William H. Pitt Health and Recreation Center
- Interactive map of William H. Pitt Health and Recreation Center
- Full name: William H. Pitt Health and Recreation Center
- Location: 5151 Park Avenue Fairfield, Connecticut 06825
- Coordinates: 41°13′9.98″N 73°14′40.66″W﻿ / ﻿41.2194389°N 73.2446278°W
- Owner: City of Fairfield
- Operator: Sacred Heart University
- Capacity: 2,000
- Surface: Mondo flooring

Construction
- Groundbreaking: 1995
- Opened: August 17, 1997
- Cost: $13.8 million ($27.7 million in 2025 dollars)
- Architects: Rose Tiso & Co. LLC
- Project managers: CPM & Associates

Tenants
- Sacred Heart Pioneers (NCAA) (1997–present) Connecticut Skyhawks (USBL) (1998–1999)
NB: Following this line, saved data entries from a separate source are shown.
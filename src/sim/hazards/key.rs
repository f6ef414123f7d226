//! Keys: every key must be collected before a landing counts

use serde::{Deserialize, Serialize};

use crate::consts::KEY_FADE_SPEED;
use crate::grid_to_world;
use crate::sim::geometry::Rect;
use crate::sim::grid::{GridPos, ObjectGrid};
use crate::sim::ship::Ship;
use crate::sim::viewport::Viewport;

#[derive(Debug, Clone, Copy, PartialEq, Eq, Serialize, Deserialize)]
pub enum KeyColour {
    Blue,
    Red,
    Yellow,
    Pink,
    Green,
}

impl KeyColour {
    pub const ALL: [KeyColour; 5] = [
        KeyColour::Blue,
        KeyColour::Red,
        KeyColour::Yellow,
        KeyColour::Pink,
        KeyColour::Green,
    ];

    pub fn from_index(i: usize) -> Self {
        Self::ALL[i % Self::ALL.len()]
    }
}

#[derive(Debug, Clone, Serialize, Deserialize)]
pub struct Key {
    pub pos: GridPos,
    pub colour: KeyColour,
    pub active: bool,
    /// Sprite alpha; fades out after collection
    pub alpha: f32,
}

impl Key {
    pub fn new(pos: GridPos, colour: KeyColour) -> Self {
        Self {
            pos,
            colour,
            active: true,
            alpha: 1.0,
        }
    }

    /// Pickup box, inset from the cell
    pub fn bounds(&self) -> Rect {
        let p = grid_to_world(self.pos.x, self.pos.y);
        Rect::new(p.x + 3.0, p.y + 3.0, 26.0, 26.0)
    }

    pub fn collides(&self, ship: &Ship, viewport: &Viewport, time_scale: f32) -> bool {
        self.active && ship.box_collision(&self.bounds(), viewport, time_scale)
    }

    /// Take the key and free its cell
    pub fn collect(&mut self, grid: &mut ObjectGrid) {
        if !self.active {
            return;
        }
        self.active = false;
        grid.unlock(self.pos.x, self.pos.y);
    }

    pub fn advance(&mut self, time_scale: f32) {
        if !self.active {
            self.alpha = (self.alpha - KEY_FADE_SPEED * time_scale).max(0.0);
        }
    }
}
//! Game settings and new-game defaults
//!
//! Stored as a flat JSON object. Missing keys fall back to their defaults,
//! so an empty `{}` is a valid settings file.

use std::fs;
use std::path::Path;

use serde::{Deserialize, Serialize};

use crate::consts::{EXTRA_LIFE_SCORE, SCREEN_HEIGHT, SCREEN_WIDTH, START_LIVES};
use crate::error::SettingsError;

/// Highest level a new game may start on
pub const MAX_START_LEVEL: u32 = 100;

#[derive(Debug, Clone, PartialEq, Serialize, Deserialize)]
#[serde(default)]
pub struct Settings {
    // === New game ===
    /// Level a new game starts on
    pub start_level: u32,
    pub lives: u32,
    /// First score threshold for an extra life
    pub extra_life_score: u64,
    /// Fixed RNG seed; random when absent
    pub seed: Option<u64>,

    // === Display ===
    pub screen_width: u32,
    pub screen_height: u32,

    // === Audio ===
    /// Master volume (0.0 - 1.0)
    pub master_volume: f32,
    /// Sound effects volume (0.0 - 1.0)
    pub sfx_volume: f32,
    pub muted: bool,
}

impl Default for Settings {
    fn default() -> Self {
        Self {
            start_level: 1,
            lives: START_LIVES,
            extra_life_score: EXTRA_LIFE_SCORE,
            seed: None,

            screen_width: SCREEN_WIDTH as u32,
            screen_height: SCREEN_HEIGHT as u32,

            master_volume: 0.8,
            sfx_volume: 1.0,
            muted: false,
        }
    }
}

impl Settings {
    /// Clamp values the simulation cannot run with
    pub fn validated(mut self) -> Self {
        self.start_level = self.start_level.clamp(1, MAX_START_LEVEL);
        self.lives = self.lives.max(1);
        self.extra_life_score = self.extra_life_score.max(1);
        self.screen_width = self.screen_width.max(1);
        self.screen_height = self.screen_height.max(1);
        self.master_volume = self.master_volume.clamp(0.0, 1.0);
        self.sfx_volume = self.sfx_volume.clamp(0.0, 1.0);
        self
    }

    pub fn from_json(json: &str) -> Result<Self, SettingsError> {
        let settings: Settings = serde_json::from_str(json)?;
        Ok(settings.validated())
    }

    /// Read settings from a JSON file
    pub fn load(path: &Path) -> Result<Self, SettingsError> {
        let json = fs::read_to_string(path).map_err(|source| SettingsError::Io {
            path: path.to_path_buf(),
            source,
        })?;
        let settings = Self::from_json(&json)?;
        log::info!("Loaded settings from {}", path.display());
        Ok(settings)
    }

    /// Read settings, falling back to defaults when the file is missing or bad
    pub fn load_or_default(path: &Path) -> Self {
        match Self::load(path) {
            Ok(settings) => settings,
            Err(err) => {
                log::warn!("{err}; using default settings");
                Self::default()
            }
        }
    }

    pub fn save(&self, path: &Path) -> Result<(), SettingsError> {
        let json = serde_json::to_string_pretty(self)?;
        fs::write(path, json).map_err(|source| SettingsError::Io {
            path: path.to_path_buf(),
            source,
        })?;
        log::info!("Settings saved to {}", path.display());
        Ok(())
    }
}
= William H. Pitt Center =

Arena in Fairfield, Connecticut

The William H. Pitt Health and Recreation Center is a 2,000-seat multi-purpose arena in Fairfield, Connecticut on the campus of Sacred Heart University. It was opened in August 1997 and is home to Sacred Heart University men's and women's basketball, men's and women's volleyball, men's wrestling and fencing. It hosted the finals of the 2008 Northeast Conference men's basketball tournament.

Constructing the facility cost $13.8 million. The William H. Pitt Health and Recreation Center has three levels and houses four basketball courts, a fitness center, an aerobics and fencing room, and a sports medicine and rehabilitation center. Outdoors near the Pitt Center, there is an artificial turf athletic field with an eight-lane outdoor running track, six artificial surface tennis courts, and several grass fields and trails around campus.

In 2007, the Pitt Center underwent major renovations. On the lower level, a wrestling room, a weight room, more locker room space, and new floors were added. The Pitt Center also was re-painted.